Records from a dataset:
────

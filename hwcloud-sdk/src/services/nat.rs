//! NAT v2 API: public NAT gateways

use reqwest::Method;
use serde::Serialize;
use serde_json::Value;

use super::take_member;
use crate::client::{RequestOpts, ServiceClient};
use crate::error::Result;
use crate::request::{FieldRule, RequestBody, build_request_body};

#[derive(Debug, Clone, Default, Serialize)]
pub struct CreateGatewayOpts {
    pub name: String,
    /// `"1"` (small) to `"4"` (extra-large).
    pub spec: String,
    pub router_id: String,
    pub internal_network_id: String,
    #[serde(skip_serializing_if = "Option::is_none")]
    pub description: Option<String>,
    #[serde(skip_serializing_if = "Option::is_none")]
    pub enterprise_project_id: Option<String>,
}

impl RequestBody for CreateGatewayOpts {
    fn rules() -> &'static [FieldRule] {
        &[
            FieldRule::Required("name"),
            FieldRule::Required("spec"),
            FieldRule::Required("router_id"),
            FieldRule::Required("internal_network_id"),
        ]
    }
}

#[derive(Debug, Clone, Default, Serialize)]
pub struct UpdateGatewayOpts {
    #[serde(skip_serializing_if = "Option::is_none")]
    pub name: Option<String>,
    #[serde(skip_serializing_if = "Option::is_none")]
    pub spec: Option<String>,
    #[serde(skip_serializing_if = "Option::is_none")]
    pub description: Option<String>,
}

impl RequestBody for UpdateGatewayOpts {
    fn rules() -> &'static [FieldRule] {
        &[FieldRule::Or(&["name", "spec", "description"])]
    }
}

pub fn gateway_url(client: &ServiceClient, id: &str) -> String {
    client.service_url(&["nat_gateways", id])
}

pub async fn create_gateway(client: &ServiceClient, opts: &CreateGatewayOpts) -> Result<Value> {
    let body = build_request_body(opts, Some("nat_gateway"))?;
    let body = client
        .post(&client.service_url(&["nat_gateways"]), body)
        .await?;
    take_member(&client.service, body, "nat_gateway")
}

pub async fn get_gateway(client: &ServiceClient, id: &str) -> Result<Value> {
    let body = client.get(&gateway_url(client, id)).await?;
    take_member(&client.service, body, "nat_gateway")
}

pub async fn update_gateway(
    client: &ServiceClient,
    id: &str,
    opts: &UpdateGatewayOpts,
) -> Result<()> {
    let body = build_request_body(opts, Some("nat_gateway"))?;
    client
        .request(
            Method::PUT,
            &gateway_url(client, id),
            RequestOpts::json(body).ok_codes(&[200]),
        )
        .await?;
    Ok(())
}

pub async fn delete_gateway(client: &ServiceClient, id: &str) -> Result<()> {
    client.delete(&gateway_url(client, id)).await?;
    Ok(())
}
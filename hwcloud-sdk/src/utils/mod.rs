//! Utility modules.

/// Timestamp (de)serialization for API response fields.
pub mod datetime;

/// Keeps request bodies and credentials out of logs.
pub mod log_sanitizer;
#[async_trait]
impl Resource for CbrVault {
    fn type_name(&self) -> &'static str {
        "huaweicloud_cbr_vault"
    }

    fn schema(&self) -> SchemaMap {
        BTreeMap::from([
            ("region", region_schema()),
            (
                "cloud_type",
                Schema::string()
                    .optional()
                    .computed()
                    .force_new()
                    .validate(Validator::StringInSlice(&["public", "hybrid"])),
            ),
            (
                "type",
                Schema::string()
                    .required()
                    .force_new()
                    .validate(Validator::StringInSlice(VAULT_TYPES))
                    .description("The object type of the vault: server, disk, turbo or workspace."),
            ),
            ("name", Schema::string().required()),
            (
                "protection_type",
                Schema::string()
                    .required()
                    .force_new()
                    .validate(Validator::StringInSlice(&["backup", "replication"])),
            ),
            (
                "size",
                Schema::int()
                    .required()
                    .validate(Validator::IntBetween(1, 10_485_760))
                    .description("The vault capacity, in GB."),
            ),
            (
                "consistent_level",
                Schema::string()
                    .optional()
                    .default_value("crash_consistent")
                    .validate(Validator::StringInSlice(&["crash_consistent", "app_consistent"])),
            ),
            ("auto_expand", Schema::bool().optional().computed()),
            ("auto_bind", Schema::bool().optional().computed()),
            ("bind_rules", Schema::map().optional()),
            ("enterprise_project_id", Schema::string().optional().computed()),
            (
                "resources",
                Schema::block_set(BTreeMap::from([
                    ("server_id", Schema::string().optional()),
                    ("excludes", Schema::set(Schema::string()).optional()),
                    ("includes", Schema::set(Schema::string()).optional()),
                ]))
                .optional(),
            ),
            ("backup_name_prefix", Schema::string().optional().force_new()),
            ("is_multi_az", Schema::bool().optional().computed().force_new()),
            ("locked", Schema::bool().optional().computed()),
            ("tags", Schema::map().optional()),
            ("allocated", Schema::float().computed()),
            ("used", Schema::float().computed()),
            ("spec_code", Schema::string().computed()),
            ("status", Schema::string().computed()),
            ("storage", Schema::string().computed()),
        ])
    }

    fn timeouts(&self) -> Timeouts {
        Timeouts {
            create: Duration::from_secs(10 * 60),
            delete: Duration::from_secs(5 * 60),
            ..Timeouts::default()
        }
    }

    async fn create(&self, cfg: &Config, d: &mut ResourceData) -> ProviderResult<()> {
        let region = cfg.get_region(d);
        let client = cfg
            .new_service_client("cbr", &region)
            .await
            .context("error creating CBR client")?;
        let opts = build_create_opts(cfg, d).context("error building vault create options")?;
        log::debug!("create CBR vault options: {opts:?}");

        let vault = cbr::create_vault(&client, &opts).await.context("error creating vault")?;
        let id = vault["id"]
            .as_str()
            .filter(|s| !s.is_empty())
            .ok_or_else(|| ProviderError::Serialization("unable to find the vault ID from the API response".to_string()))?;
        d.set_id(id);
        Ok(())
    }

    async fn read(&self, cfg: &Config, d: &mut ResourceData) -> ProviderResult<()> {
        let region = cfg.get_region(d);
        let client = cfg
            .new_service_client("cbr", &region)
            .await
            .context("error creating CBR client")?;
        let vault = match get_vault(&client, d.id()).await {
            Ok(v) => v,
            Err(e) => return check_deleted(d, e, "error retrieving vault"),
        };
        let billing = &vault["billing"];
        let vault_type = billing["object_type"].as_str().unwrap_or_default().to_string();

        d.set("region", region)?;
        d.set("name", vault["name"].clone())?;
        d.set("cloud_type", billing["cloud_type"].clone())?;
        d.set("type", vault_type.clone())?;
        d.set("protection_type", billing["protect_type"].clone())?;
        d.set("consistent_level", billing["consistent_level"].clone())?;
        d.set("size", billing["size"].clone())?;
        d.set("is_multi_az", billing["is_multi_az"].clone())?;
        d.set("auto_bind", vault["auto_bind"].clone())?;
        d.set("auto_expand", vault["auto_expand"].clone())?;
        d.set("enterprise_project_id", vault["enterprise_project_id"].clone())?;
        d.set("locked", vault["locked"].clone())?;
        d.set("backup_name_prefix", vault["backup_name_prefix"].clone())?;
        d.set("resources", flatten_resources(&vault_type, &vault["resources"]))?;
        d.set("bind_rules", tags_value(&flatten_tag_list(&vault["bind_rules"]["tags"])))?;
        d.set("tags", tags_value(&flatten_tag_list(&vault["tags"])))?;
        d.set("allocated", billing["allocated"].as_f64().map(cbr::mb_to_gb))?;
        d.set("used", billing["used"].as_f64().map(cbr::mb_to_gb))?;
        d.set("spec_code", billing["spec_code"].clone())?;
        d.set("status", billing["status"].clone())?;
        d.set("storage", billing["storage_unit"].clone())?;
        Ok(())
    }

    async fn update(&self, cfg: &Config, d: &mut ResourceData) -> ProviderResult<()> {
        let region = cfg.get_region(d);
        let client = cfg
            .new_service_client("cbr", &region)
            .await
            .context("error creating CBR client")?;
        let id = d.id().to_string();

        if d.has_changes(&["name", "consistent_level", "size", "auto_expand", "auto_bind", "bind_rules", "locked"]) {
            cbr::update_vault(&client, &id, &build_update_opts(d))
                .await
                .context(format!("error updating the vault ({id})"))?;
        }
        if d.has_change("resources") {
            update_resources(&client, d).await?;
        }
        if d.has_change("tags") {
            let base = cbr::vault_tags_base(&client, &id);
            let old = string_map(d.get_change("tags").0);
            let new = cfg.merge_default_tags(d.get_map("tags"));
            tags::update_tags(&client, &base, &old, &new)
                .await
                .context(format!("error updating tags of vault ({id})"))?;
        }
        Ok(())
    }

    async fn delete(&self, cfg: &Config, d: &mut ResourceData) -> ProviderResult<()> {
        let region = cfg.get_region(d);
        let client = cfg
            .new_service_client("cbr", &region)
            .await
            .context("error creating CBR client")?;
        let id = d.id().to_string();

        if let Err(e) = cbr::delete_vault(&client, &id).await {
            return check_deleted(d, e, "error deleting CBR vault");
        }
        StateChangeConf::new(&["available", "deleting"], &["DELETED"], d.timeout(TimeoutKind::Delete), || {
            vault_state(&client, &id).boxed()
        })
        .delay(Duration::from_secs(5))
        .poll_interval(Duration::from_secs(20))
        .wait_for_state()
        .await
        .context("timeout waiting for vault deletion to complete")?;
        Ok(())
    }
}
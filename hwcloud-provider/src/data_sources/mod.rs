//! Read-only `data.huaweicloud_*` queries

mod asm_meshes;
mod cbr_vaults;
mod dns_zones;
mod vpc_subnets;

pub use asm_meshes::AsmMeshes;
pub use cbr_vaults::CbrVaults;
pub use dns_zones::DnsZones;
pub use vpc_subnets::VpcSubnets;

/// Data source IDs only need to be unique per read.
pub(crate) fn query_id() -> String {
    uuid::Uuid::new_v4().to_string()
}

────

### [Required work]
Go through the records above. Copy each line in which the string "public" appears.

### [Exercise result]
//! NAT v2 API: public NAT gateways
                    .validate(Validator::StringInSlice(&["public", "hybrid"])),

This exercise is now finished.